By reuniting such people with their families, the NDA provides ways to complete the treatment programme at home with the support of the family, Shamau said. If it is not possible to continue, it can be treated in a rehabilitation centre or some other place where housing can be provided, he said.

Shamau said people living in public places in an inebriated state "cannot be left behind anymore".

Shamau, however, noted that some people in the treatment program go out on their own from a particular point and go back to the streets. Pointing out that treatment can be carried out only if the person also wants it and tries to recover, he said that for the person who leaves in such a way there is no way to force them back.

"We are getting into treatment by motivating people, talking to them and encouraging them. Then those who leave are once again brought back via our outreach programme, motivated and brought back to treatment," he said.

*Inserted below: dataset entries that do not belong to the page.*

impl<'a> ObjectOpenFile<'a> {
    /// Read up to `buf.len()` bytes, returning 0 at end of object
    pub async fn read(&mut self, buf: &mut [u8]) -> Result<usize> {
        if buf.is_empty() {
            return Ok(0);
        }
        let n = match &mut self.body {
            ObjectBody::Stream(stream) => {
                use tokio::io::AsyncReadExt;
                stream.read(buf).await?
            }
            ObjectBody::Empty => 0,
        };
        if n == 0 {
            self.eof = true;
        } else {
            if let Some(hasher) = &mut self.hasher {
                hasher.update(&buf[..n]);
            }
            self.bytes_read += n as u64;
            self.pos += n as u64;
        }
        Ok(n)
    }

    /// Read until end of object, appending to `out`
    pub async fn read_to_end(&mut self, out: &mut Vec<u8>) -> Result<usize> {
        let mut buf = [0u8; 64 * 1024];
        let mut total = 0;
        loop {
            let n = self.read(&mut buf).await?;
            if n == 0 {
                return Ok(total);
            }
            out.extend_from_slice(&buf[..n]);
            total += n;
        }
    }

    /// Move the read position
    ///
    /// Seeking reopens the object over HTTP with a `Range` header, so it
    /// disables the close-time hash check. Seeking relative to the end needs
    /// the object length; seeking past the end is not expressible as a Range
    /// request and is refused.
    pub async fn seek(&mut self, pos: SeekFrom) -> Result<u64> {
        let new_pos = match pos {
            SeekFrom::Start(offset) => offset as i64,
            SeekFrom::Current(offset) => self.pos as i64 + offset,
            SeekFrom::End(offset) => {
                let length = self.length.ok_or_else(|| {
                    Error::Unsupported(
                        "length of object unknown so can't seek from end".to_string(),
                    )
                })?;
                length as i64 + offset
            }
        };
        if new_pos < 0 {
            return Err(Error::Unsupported("negative seek position".to_string()));
        }
        let new_pos = new_pos as u64;
        if let Some(length) = self.length {
            if new_pos > length {
                return Err(Error::Unsupported(
                    "can't seek past the end of an object".to_string(),
                ));
            }
        }
        // Already there (quite likely), do nothing
        if new_pos == self.pos {
            return Ok(self.pos);
        }

        self.seeked = true;
        self.check_hash = false;
        self.hasher = None;

        if Some(new_pos) == self.length {
            // HTTP ranges cannot address the position exactly at the end;
            // there is nothing left to read from there anyway
            self.body = ObjectBody::Empty;
            self.pos = new_pos;
            self.eof = true;
            return Ok(self.pos);
        }

        let mut headers = self.req_headers.clone();
        if new_pos > 0 {
            headers.insert("Range", format!("bytes={new_pos}-"));
        } else {
            headers.remove("Range");
        }
        let (file, _) = self
            .conn
            .object_open(&self.container, &self.object_name, false, Some(headers))
            .await?;
        self.body = file.body;
        self.resp_headers = file.resp_headers;
        self.pos = new_pos;
        self.eof = false;
        Ok(self.pos)
    }

    /// Length of the object
    ///
    /// Uses the `Content-Length` seen at open when available; otherwise asks
    /// the server with a zero-byte range and parses the `Content-Range`
    /// total. The result is cached.
    pub async fn length(&mut self) -> Result<u64> {
        if let Some(length) = self.length {
            return Ok(length);
        }
        let mut headers = self.req_headers.clone();
        headers.insert("Range", "bytes=0-0".to_string());
        let resp = self
            .conn
            .call(RequestOpts {
                container: Some(&self.container),
                object_name: Some(&self.object_name),
                operation: Method::GET,
                headers: Some(headers),
                error_map: Some(object_error_map),
                no_response: true,
                ..Default::default()
            })
            .await?;
        let content_range = resp
            .headers
            .get("Content-Range")
            .ok_or_else(|| Error::bad_header("Content-Range", "missing"))?;
        let total = parse_content_range_total(content_range)
            .ok_or_else(|| Error::bad_header("Content-Range", content_range.to_string()))?;
        self.length = Some(total);
        Ok(total)
    }

    /// Headers of the most recent response backing this reader
    pub fn headers(&self) -> &Headers {
        &self.resp_headers
    }

    /// Close the reader, verifying hash and length when the whole object was
    /// read without seeking
    pub async fn close(&mut self) -> Result<()> {
        // Dropping the body closes the connection
        let body = std::mem::replace(&mut self.body, ObjectBody::Empty);
        drop(body);

        if !self.eof || self.seeked {
            return Ok(());
        }
        if self.check_hash {
            if let Some(hasher) = self.hasher.take() {
                let local = hex::encode(hasher.finalize());
                if !etag_matches(self.resp_headers.get("Etag"), &local) {
                    return Err(Error::ObjectCorrupted);
                }
            }
        }
        if let Some(length) = self.length {
            if length != self.bytes_read {
                return Err(Error::ObjectCorrupted);
            }
        }
        Ok(())
    }
}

'Treatment streamlined; will take time for results to show'

Shamau believes that in the past, the NDA's treatment programmes have not been based on the poor quality of life due to alcohol and lacked proper treatment for street dwellers.

However, Shamau said, "We are looking at the results rather than the number [of those who can be treated] now."

Late last year, Imad Solih was appointed as the CEO, which had been lying vacant for six months, to improve the functioning of the NDA and the process of changing treatment programs began.

After staff adapted to changes and training people, treatment began in January with new changes. Thus, Shamau pointed out:

  • Instead of a specific template, treatment for a specific period of time, treatment is now based on the individual needs of the addict after an assessment.

  • Make sure that when people are released after treatment, they are in a position to reconnect with the community.

  • Left to the community only after checking that there are proper ways to earn food, shelter and income.

  • In addition to addiction, other health issues are now addressed under the treatment program.

  • Help find a job by learning the technical skills they need to find a job.

  • Strengthening relationships with family is now a priority in the treatment program.

"The results (of these changes) are already noticeable. Previously, at the women's rehabilitation centre, no one remained until the treatment program was completed. They all leave. But we still have all the participants in the programme that started recently. They are now in the condition to return to the community," Shamau said.

He added that some people, who were earlier cut off from their family, are now seen reconnecting with the family and spending time with their children.

Shamau said the current programmes would yield positive results. However, it will take some more time for the community to see it, he said.

"Community acceptance is very important in this. The world succeeded in places where stigma was removed," Shamau said.

When asked if the NDA has the capacity to provide adequate treatment to all those involved in programmes, Shamau said:

  • Now, the NDA is trying to treat more than building facilities, and there are many ways to treat them.

  • Currently, the maximum number of people who can be accommodated in treatment centres are being treated.

  • Not everyone needs to be kept in a centre; so far treatment is manageable.

  • Even without the direct involvement of the NDA, H.Dh. Kulhudhuffushi Hospital is conducting a treatment program in collaboration with the island council

"The priority right now is to build treatment facilities in such a way that every healthcare facility provides an option for treatment. We are training people and building relationships," Shamau said.

At a time when the drug problem is rampant in the country, the NDA is the main agency set up to treat drug addicts and bring them back into the society.

The NDA has been in the process of restructuring the treatment programme since late last year after facing criticism from the public for its poor functioning.